Table of Contents
Filer Operation Serialization
How SeaweedFS serializes multi-step operations across a filer cluster so that read-modify-write sequences on the same key are atomic without a heavyweight distributed lock held across RPCs.
The architecture is a small, layered design:
caller (S3 gateway, mount, …)
│
▼ route-by-key
any filer in the cluster
│
▼ ring.GetPrimary(route_key)
owner filer ← single serialization point per key
│
▼ entryLockTable.AcquireLock(lock_key)
apply condition + mutations atomically
Everything that needs cross-filer atomicity — S3 conditional writes, version pointer recomputes, multi-entry object transactions, Distributed POSIX Locks — rides on these same three layers.
Why not just a distributed lock?
The older mechanism (the DistributedLock RPC, still used for whole-file
write locking) hands the caller a lease token; the caller holds it across one
or more RPCs, then releases it. That works, but every read-modify-write step
costs an extra round trip, and a slow or crashed caller can leave a lease that
must be timed out.
The serialization architecture inverts this: the caller sends the whole operation (a precondition plus an ordered list of mutations) in one RPC to the filer that owns the key. The lock is held only for that call. If the caller dies, there is nothing to time out.
Layer 1 — Route by key
Every filer registers with the master and joins a hash ring keyed by its
ServerAddress (see weed/cluster/lock_manager/lock_ring.go).
The ring is a consistent hash with virtual nodes (DefaultVnodeCount); the
master broadcasts membership changes so every filer converges on the same
ring view.
A route key is a stable string derived from the object the caller wants to
mutate (e.g. the object's path, or "s3.fuse.lock:" + path for an inode
lock). LockRing.GetPrimary(route_key) returns the filer that owns it.
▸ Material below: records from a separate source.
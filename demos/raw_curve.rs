use spline_kernel::prelude::*;

/// Build curves from flat arrays with legacy kind codes and query them
fn main() -> anyhow::Result<()> {
    let knots = [0., 0., 0., 0., 0.5, 1., 1., 1., 1.];
    let coefficients = [
        0., 0., 0., //
        1., 2., 0., //
        2., 2., 1., //
        3., 0., 1., //
        4., 1., 0.,
    ];

    let kind = CurveKind::from_legacy_code(1, 3)?;
    let curve = DynNurbsCurve::try_from_raw(4, &knots, &coefficients, kind)?;
    println!(
        "{}: order {}, {} control points, {} knots, domain [{}, {}]",
        curve.kind(),
        curve.order(),
        curve.control_point_count(),
        curve.knot_count(),
        curve.domain_start(),
        curve.domain_end()
    );

    for t in [0., 0.25, 0.5, 0.75, 1.] {
        let e = curve.evaluate(t, 1)?;
        println!(
            "t = {:.2}  point = {:?}  tangent = {:?}",
            t,
            e.position().as_slice(),
            e.tangent().map(|d| d.as_slice().to_vec())
        );
    }

    match curve.evaluate(1.5, 0) {
        Ok(_) => println!("unexpected evaluation outside the domain"),
        Err(err) => println!("rejected: {}", err),
    }

    // too few knots for five control points of order 4
    let broken = DynNurbsCurve::try_from_raw(4, &knots[..8], &coefficients, kind);
    if let Err(err) = broken {
        println!("rejected: {}", err);
    }

    Ok(())
}
/// A run of equal knots: its value, where it starts and how often it repeats.
#[derive(Clone, Debug, PartialEq)]
pub struct KnotMultiplicity<T> {
    knot: T,
    start_index: usize,
    multiplicity: usize,
}

impl<T> KnotMultiplicity<T> {
    pub fn new(knot: T, start_index: usize, multiplicity: usize) -> Self {
        Self {
            knot,
            start_index,
            multiplicity,
        }
    }

    pub fn knot(&self) -> &T {
        &self.knot
    }

    /// Index of the first knot of the run
    pub fn start_index(&self) -> usize {
        self.start_index
    }

    pub fn multiplicity(&self) -> usize {
        self.multiplicity
    }

    pub fn increment_multiplicity(&mut self) {
        self.multiplicity += 1;
    }
}
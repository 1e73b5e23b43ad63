#![allow(clippy::needless_range_loop)]

mod basis;
mod closest_parameter;
mod curve;
pub mod error;
mod knot;
mod misc;

pub mod prelude {
    pub use crate::basis::*;
    pub use crate::curve::*;
    pub use crate::error::CurveError;
    pub use crate::knot::*;
    pub use crate::misc::*;
}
The caller does not have to talk to the owner directly. Any filer that
receives the request checks ownership and, if it is not the owner, forwards
the request one hop. Only one hop is allowed: a forwarded request carries
is_moved=true and is always applied locally on the receiver. This bounds
the forwarding cost and prevents a loop when two filers temporarily disagree
on the owner (a ring change in flight).
See ObjectTransaction for the canonical example:
weed/server/filer_grpc_server.go.
if req.RouteKey != "" && !req.IsMoved && fs.filer.Dlm != nil {
if owner := fs.filer.Dlm.LockRing.GetPrimary(req.RouteKey); owner != "" && owner != fs.option.Host {
// forward one hop with IsMoved=true
...
}
}
Layer 2 — Per-path lock on the owner
Each filer keeps an in-memory entryLockTable keyed by util.FullPath
(weed/server/filer_server.go):
// entryLockTable serializes mutations to the same entry path on this filer.
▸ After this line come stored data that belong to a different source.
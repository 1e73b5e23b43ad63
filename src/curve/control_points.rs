use std::ops::Index;

use nalgebra::allocator::Allocator;
use nalgebra::{DefaultAllocator, DimName, DimNameDiff, DimNameSub, OPoint, OVector, U1};
use simba::scalar::SupersetOf;

use crate::error::{CurveError, Result};
use crate::misc::FloatingPoint;

/// Ordered control points in homogeneous coordinates
/// the last element of each point is the `weight`, the others are `weight * coordinate`
///
/// The collection never changes after construction; copy it with
/// [`ControlPoints::to_vec`] to build a modified set.
#[derive(Clone, Debug)]
pub struct ControlPoints<T: FloatingPoint, D: DimName>
where
    DefaultAllocator: Allocator<D>,
{
    points: Vec<OPoint<T, D>>,
}

impl<T: FloatingPoint, D: DimName> ControlPoints<T, D>
where
    DefaultAllocator: Allocator<D>,
{
    /// Wrap homogeneous points, checking that every coordinate is finite
    /// and every weight positive
    pub fn try_from_homogeneous(points: Vec<OPoint<T, D>>) -> Result<Self> {
        let w = D::dim() - 1;
        for (index, p) in points.iter().enumerate() {
            if p.coords.iter().any(|c| !c.is_finite()) {
                return Err(CurveError::InvalidControlPoint { index });
            }
            if p[w] <= T::zero() {
                return Err(CurveError::InvalidWeight {
                    index,
                    value: p[w].to_f64_or_nan(),
                });
            }
        }
        Ok(Self { points })
    }

    pub(crate) fn from_validated(points: Vec<OPoint<T, D>>) -> Self {
        Self { points }
    }

    pub fn len(&self) -> usize {
        self.points.len()
    }

    pub fn is_empty(&self) -> bool {
        self.points.is_empty()
    }

    /// Homogeneous point at `index`
    pub fn get(&self, index: usize) -> Option<&OPoint<T, D>> {
        self.points.get(index)
    }

    pub fn iter(&self) -> std::slice::Iter<'_, OPoint<T, D>> {
        self.points.iter()
    }

    pub fn as_slice(&self) -> &[OPoint<T, D>] {
        &self.points
    }

    pub fn to_vec(&self) -> Vec<OPoint<T, D>> {
        self.points.clone()
    }

    pub fn weight(&self, index: usize) -> Option<T> {
        self.points.get(index).map(|p| p[D::dim() - 1])
    }

    pub fn weights(&self) -> Vec<T> {
        self.points.iter().map(|p| p[D::dim() - 1]).collect()
    }

    /// True when any weight differs from one
    pub fn has_non_unit_weights(&self) -> bool {
        self.points.iter().any(|p| p[D::dim() - 1] != T::one())
    }

    /// Cast the control points to another floating point type
    pub fn cast<F: FloatingPoint + SupersetOf<T>>(&self) -> ControlPoints<F, D> {
        ControlPoints {
            points: self.points.iter().map(|p| p.clone().cast()).collect(),
        }
    }
}

impl<T: FloatingPoint, D: DimName> ControlPoints<T, D>
where
    D: DimNameSub<U1>,
    DefaultAllocator: Allocator<D>,
    DefaultAllocator: Allocator<DimNameDiff<D, U1>>,
{
    /// Build homogeneous points from Cartesian points and optional weights
    ///
    /// # Example
    /// ```
    /// use spline_kernel::prelude::*;
    /// use nalgebra::{Const, Point2};
    /// let points = ControlPoints::<f64, Const<3>>::try_from_cartesian(
    ///     &[Point2::new(1., 0.), Point2::new(1., 1.)],
    ///     Some(&[1., 0.5]),
    /// )
    /// .unwrap();
    /// assert_eq!(points.get(1).unwrap().coords.as_slice(), &[0.5, 0.5, 0.5]);
    /// assert_eq!(points.cartesian(1).unwrap(), Point2::new(1., 1.));
    /// ```
    pub fn try_from_cartesian(
        points: &[OPoint<T, DimNameDiff<D, U1>>],
        weights: Option<&[T]>,
    ) -> Result<Self> {
        if let Some(weights) = weights {
            if weights.len() != points.len() {
                return Err(CurveError::InvalidControlPointCount {
                    required: points.len(),
                    actual: weights.len(),
                });
            }
        }

        let dim = D::dim() - 1;
        let mut homogeneous = Vec::with_capacity(points.len());
        for (index, p) in points.iter().enumerate() {
            if p.coords.iter().any(|c| !c.is_finite()) {
                return Err(CurveError::InvalidControlPoint { index });
            }
            let w = weights.map_or(T::one(), |ws| ws[index]);
            if !w.is_finite() || w <= T::zero() {
                return Err(CurveError::InvalidWeight {
                    index,
                    value: w.to_f64_or_nan(),
                });
            }
            homogeneous.push(homogenize(p, w, dim));
        }

        Ok(Self {
            points: homogeneous,
        })
    }

    /// Cartesian point at `index` with the weight divided out
    pub fn cartesian(&self, index: usize) -> Option<OPoint<T, DimNameDiff<D, U1>>> {
        self.points.get(index).and_then(dehomogenize)
    }

    /// All Cartesian points
    pub fn to_cartesian(&self) -> Vec<OPoint<T, DimNameDiff<D, U1>>> {
        self.points.iter().filter_map(dehomogenize).collect()
    }
}

impl<T: FloatingPoint, D: DimName> Index<usize> for ControlPoints<T, D>
where
    DefaultAllocator: Allocator<D>,
{
    type Output = OPoint<T, D>;
    fn index(&self, index: usize) -> &Self::Output {
        &self.points[index]
    }
}

impl<'a, T: FloatingPoint, D: DimName> IntoIterator for &'a ControlPoints<T, D>
where
    DefaultAllocator: Allocator<D>,
{
    type Item = &'a OPoint<T, D>;
    type IntoIter = std::slice::Iter<'a, OPoint<T, D>>;
    fn into_iter(self) -> Self::IntoIter {
        self.points.iter()
    }
}

fn homogenize<T: FloatingPoint, D: DimName>(
    point: &OPoint<T, DimNameDiff<D, U1>>,
    weight: T,
    dim: usize,
) -> OPoint<T, D>
where
    D: DimNameSub<U1>,
    DefaultAllocator: Allocator<D>,
    DefaultAllocator: Allocator<DimNameDiff<D, U1>>,
{
    OPoint::from(OVector::<T, D>::from_fn(|i, _| {
        if i < dim {
            point[i] * weight
        } else {
            weight
        }
    }))
}

/// Dehomogenize a point
/// Returns `None` for a zero weight
pub fn dehomogenize<T: FloatingPoint, D: DimName>(
    point: &OPoint<T, D>,
) -> Option<OPoint<T, DimNameDiff<D, U1>>>
where
    D: DimNameSub<U1>,
    DefaultAllocator: Allocator<D>,
    DefaultAllocator: Allocator<DimNameDiff<D, U1>>,
{
    let w = point[D::dim() - 1];
    if w != T::zero() {
        let coords = OVector::<T, DimNameDiff<D, U1>>::from_fn(|i, _| point[i] / w);
        Some(OPoint::from(coords))
    } else {
        None
    }
}

#[cfg(test)]
mod tests {
    use nalgebra::{Const, Point1, Point2, Point3};

    use super::*;

    #[test]
    fn rejects_bad_weights() {
        let pts = [Point2::new(0., 0.), Point2::new(1., 0.)];
        let err = ControlPoints::<f64, Const<3>>::try_from_cartesian(&pts, Some(&[1., 0.]))
            .unwrap_err();
        assert_eq!(err, CurveError::InvalidWeight { index: 1, value: 0. });

        let err = ControlPoints::<f64, Const<3>>::try_from_cartesian(&pts, Some(&[1.]))
            .unwrap_err();
        assert_eq!(
            err,
            CurveError::InvalidControlPointCount {
                required: 2,
                actual: 1
            }
        );

        let err =
            ControlPoints::<f64, Const<3>>::try_from_cartesian(&pts, Some(&[1., f64::INFINITY]))
                .unwrap_err();
        assert!(matches!(err, CurveError::InvalidWeight { index: 1, .. }));
    }

    #[test]
    fn rejects_non_finite_coordinates() {
        let pts = [Point1::new(0.), Point1::new(f64::NAN)];
        let err = ControlPoints::<f64, Const<2>>::try_from_cartesian(&pts, None).unwrap_err();
        assert_eq!(err, CurveError::InvalidControlPoint { index: 1 });

        let err = ControlPoints::<f64, Const<2>>::try_from_homogeneous(vec![Point2::new(1., -1.)])
            .unwrap_err();
        assert!(matches!(err, CurveError::InvalidWeight { index: 0, .. }));
    }

    #[test]
    fn homogeneous_round_trip() {
        let pts = [Point2::new(2., 4.), Point2::new(-1., 3.)];
        let cps =
            ControlPoints::<f64, Const<3>>::try_from_cartesian(&pts, Some(&[2., 0.25])).unwrap();
        assert_eq!(cps[0], Point3::new(4., 8., 2.));
        assert_eq!(cps.weights(), vec![2., 0.25]);
        assert_eq!(cps.to_cartesian(), pts.to_vec());
        assert!(cps.has_non_unit_weights());
        assert_eq!(cps.weight(2), None);
    }
}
// ...the local serialization point for read-modify-write operations that
// replaces the distributed lock for that key. Idle keys are evicted
// automatically, so the table stays bounded.
entryLockTable *util.LockTable[util.FullPath]
AcquireLock(name, fullpath, ExclusiveLock) blocks until any other holder of
the same path releases. CreateEntry, ObjectTransaction, and the POSIX
lock layer all take it. Because routing always sends a given key's writes to
the same owner filer, this in-memory mutex is sufficient cluster-wide: there
is exactly one place in the system that holds the lock for that key.
Idle entries are evicted by the util.LockTable itself, so the table size
tracks active concurrency, not total entries.
Layer 3 — ObjectTransaction (composite atomic op)
ObjectTransaction is the canonical atomic primitive. One request describes:
route_key— used by Layer 1 to forward to the owner;lock_key— the path the per-path lock is taken on (Layer 2);condition(optional) — a precondition evaluated againstcondition_key(orlock_key), e.g. "object exists with this ETag", orIf-None-Match: *;mutations— an ordered list of CreateEntry / UpdateEntry / DeleteEntry operations applied in order under the lock.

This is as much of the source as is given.